The Supreme Court is one of the most important institutions in the country. Its justices should be held to the highest of high standards. The fact that Kavanaugh was approved for the position despite multiple accuser testimonies sets a terrible precedent for people my age. This should not have been a partisan issue. This is an issue of the culture toward women in our country for generations to come.

I’m Sophie Haber. I’m a high school girl who treats others with respect. I want my Supreme Court justices to do the same.

I’m Lucas Gelfond. I’m a white male in a major city who attends a top private high school. I’ve never worried where my food is going to come from. Aside from one memorable incident, I’ve never been discriminated against for being Jewish, and I couldn’t imagine being discriminated against for being white.

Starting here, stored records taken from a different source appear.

//! Scripted fakes for exercising the loop without a network or real tools.

use crate::traits::{
    AssistantTurn, CompletionRequest, Provider, ToolDescriptor, ToolOutput, ToolRegistryAdapter,
};
use async_trait::async_trait;
use serde_json::json;
use std::collections::{BTreeSet, HashMap, HashSet, VecDeque};
use std::sync::Mutex;
use std::sync::atomic::{AtomicU32, AtomicUsize, Ordering};
use std::time::Duration;

pub enum Script {
    Reply(AssistantTurn),
    Fail(String),
    Delayed(Duration, AssistantTurn),
}

type Generator = Box<dyn Fn(u32) -> AssistantTurn + Send + Sync>;

/// Pops one scripted step per `complete` call.
pub struct ScriptedProvider {
    script: Mutex<VecDeque<Script>>,
    generator: Option<Generator>,
    calls: AtomicU32,
    completed: AtomicU32,
    offered: Mutex<Vec<Vec<String>>>,
}

impl ScriptedProvider {
    pub fn new(script: Vec<Script>) -> Self {
        Self {
            script: Mutex::new(script.into()),
            generator: None,
            calls: AtomicU32::new(0),
            completed: AtomicU32::new(0),
            offered: Mutex::new(Vec::new()),
        }
    }

    /// Answers every call with `generator(call_number)`, starting at 1.
    pub fn repeating(generator: impl Fn(u32) -> AssistantTurn + Send + Sync + 'static) -> Self {
        Self {
            generator: Some(Box::new(generator)),
            ..Self::new(Vec::new())
        }
    }

    pub fn calls(&self) -> u32 {
        self.calls.load(Ordering::SeqCst)
    }

    /// Calls that ran to completion, including delayed ones.
    pub fn completed_calls(&self) -> u32 {
        self.completed.load(Ordering::SeqCst)
    }

    pub fn offered_tools(&self, call: usize) -> Vec<String> {
        self.offered.lock().unwrap()[call].clone()
    }
}

#[async_trait]
impl Provider for ScriptedProvider {
    fn name(&self) -> &str {
        "scripted"
    }

    async fn complete(&self, request: CompletionRequest<'_>) -> anyhow::Result<AssistantTurn> {
        let n = self.calls.fetch_add(1, Ordering::SeqCst) + 1;
        self.offered
            .lock()
            .unwrap()
            .push(request.tools.iter().map(|t| t.name.clone()).collect());

        if let Some(generator) = &self.generator {
            self.completed.fetch_add(1, Ordering::SeqCst);
            return Ok(generator(n));
        }

        let step = self.script.lock().unwrap().pop_front();
        let turn = match step {
            Some(Script::Reply(turn)) => turn,
            Some(Script::Fail(reason)) => return Err(anyhow::anyhow!(reason)),
            Some(Script::Delayed(delay, turn)) => {
                tokio::time::sleep(delay).await;
                turn
            }
            None => return Err(anyhow::anyhow!("script exhausted")),
        };
        self.completed.fetch_add(1, Ordering::SeqCst);
        Ok(turn)
    }
}

/// Registry that records every execution and returns canned outputs.
pub struct RecordingRegistry {
    names: Vec<String>,
    outputs: HashMap<String, ToolOutput>,
    failing: HashSet<String>,
    delays: HashMap<String, Duration>,
    executed: Mutex<Vec<String>>,
    finished: AtomicUsize,
    list_calls: AtomicUsize,
}

impl RecordingRegistry {
    pub fn new(names: &[&str]) -> Self {
        Self {
            names: names.iter().map(|s| s.to_string()).collect(),
            outputs: HashMap::new(),
            failing: HashSet::new(),
            delays: HashMap::new(),
            executed: Mutex::new(Vec::new()),
            finished: AtomicUsize::new(0),
            list_calls: AtomicUsize::new(0),
        }
    }

    pub fn with_output(mut self, name: &str, output: ToolOutput) -> Self {
        self.outputs.insert(name.to_string(), output);
        self
    }

    pub fn failing(mut self, name: &str) -> Self {
        self.failing.insert(name.to_string());
        self
    }

    /// Sleeps for `delay` before answering calls to `name`.
    pub fn with_delay(mut self, name: &str, delay: Duration) -> Self {
        self.delays.insert(name.to_string(), delay);
        self
    }

    /// Executions that ran to completion, including delayed ones.
    pub fn finished(&self) -> usize {
        self.finished.load(Ordering::SeqCst)
    }

    pub fn executed(&self) -> Vec<String> {
        self.executed.lock().unwrap().clone()
    }

    pub fn list_calls(&self) -> usize {
        self.list_calls.load(Ordering::SeqCst)
    }
}

#[async_trait]
impl ToolRegistryAdapter for RecordingRegistry {
    fn list_descriptors(&self, names: &BTreeSet<String>) -> Vec<ToolDescriptor> {
        self.list_calls.fetch_add(1, Ordering::SeqCst);
        self.names
            .iter()
            .filter(|n| names.contains(*n))
            .map(|n| ToolDescriptor {
                name: n.clone(),
                description: format!("{n} tool"),
                parameters_schema: json!({"type": "object"}),
            })
            .collect()
    }

    async fn execute(
        &self,
        name: &str,
        _arguments: serde_json::Value,
    ) -> anyhow::Result<ToolOutput> {
        self.executed.lock().unwrap().push(name.to_string());
        if let Some(delay) = self.delays.get(name) {
            tokio::time::sleep(*delay).await;
        }
        self.finished.fetch_add(1, Ordering::SeqCst);
        if self.failing.contains(name) {
            return Err(anyhow::anyhow!("registry offline"));
        }
        Ok(self
            .outputs
            .get(name)
            .cloned()
            .unwrap_or_else(|| ToolOutput::success("ok")))
    }
}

As a male, I’ve never worried that my gender has negatively affected how people view my work or ambitions. I come from immense privilege and I know that. That’s also why I’m a feminist and why Brett Kavanaugh’s confirmation has also been my nightmare.

Certainly, Justice Kavanaugh deserved due process. That said, his accusers deserved the same. Justice Kavanaugh was not being tried for a felony but rather for the most important court in the United States.

As such, reasonable doubt of Kavanaugh’s guilt seems like an irrelevant standard. We instead should ensure that, beyond a reasonable doubt, Kavanaugh has the temperament and good morals that a Supreme Court justice should. Credible accusations from brave women like Christine Blasey Ford, as well as his own testimony, should have been more than enough to show that he does not.

In light of this standard, the limited nature of  the FBI’s investigation was even more infuriating. Both the lawyers of Blasey and another accuser, Deborah Ramirez, noted that the FBI “failed to follow obvious leads,” according to the New York Times. In light of credible and damning testimony from both Ford and Ramirez, it seemed blatantly disrespectful to not pursue a serious and in-depth investigation about the allegations. In their failure to do so, the FBI seemed to communicate a strong message: Kavanaugh’s denial outweighed the accusations of many women. This was only corroborated by President Trump’s mocking of Ford’s testimony. As a friend of several women who have been sexually assaulted and harassed, this was an outrage. The confirmation served only to make coming forward about sexual assault more difficult for victims.

“We’re Still Living in the Boys’ Culture of Kavanaugh’s Youth,” New Republic writer Roge Karma titled an article he published today. It certainly feels that way. Any concept that “boys will be boys” is deeply offensive to me. The idea that any bit of my gender could make assault acceptable is revolting. The idea that this is inherent to my hormones or nature is shameful. The boys I know are not like this. I would hope no boys are.

Yet, Kavanaugh’s confirmation similarly delivered a vile message to young boys: privilege trumps all. For instance, Senate Majority Leader Mitch McConnell could justify confirming Kavanaugh without a new legislature from nearby midterm elections while refusing to hold hearings for former President Obama’s nominee, judge Merrick Garland, in 2016 on the same grounds.

Kavanaugh’s hearing insinuates something terrible: our privilege will always lend more credibility to the things we say, insulating us from accountability. In spite of credible assault allegations, we can succeed, as long as we continue to deny and rely on reasonable doubt.

I’m Lucas Gelfond and I come from immense privilege. That doesn’t mean I would ever want something like this.

We are a boy and a girl in high school. Justice Kavanaugh is 53 years old, and his lifetime appointment on the court means this confirmation will likely leave a legacy that lasts well into our adult years. Hopefully, the views of sexual assault displayed by some during his confirmation will not.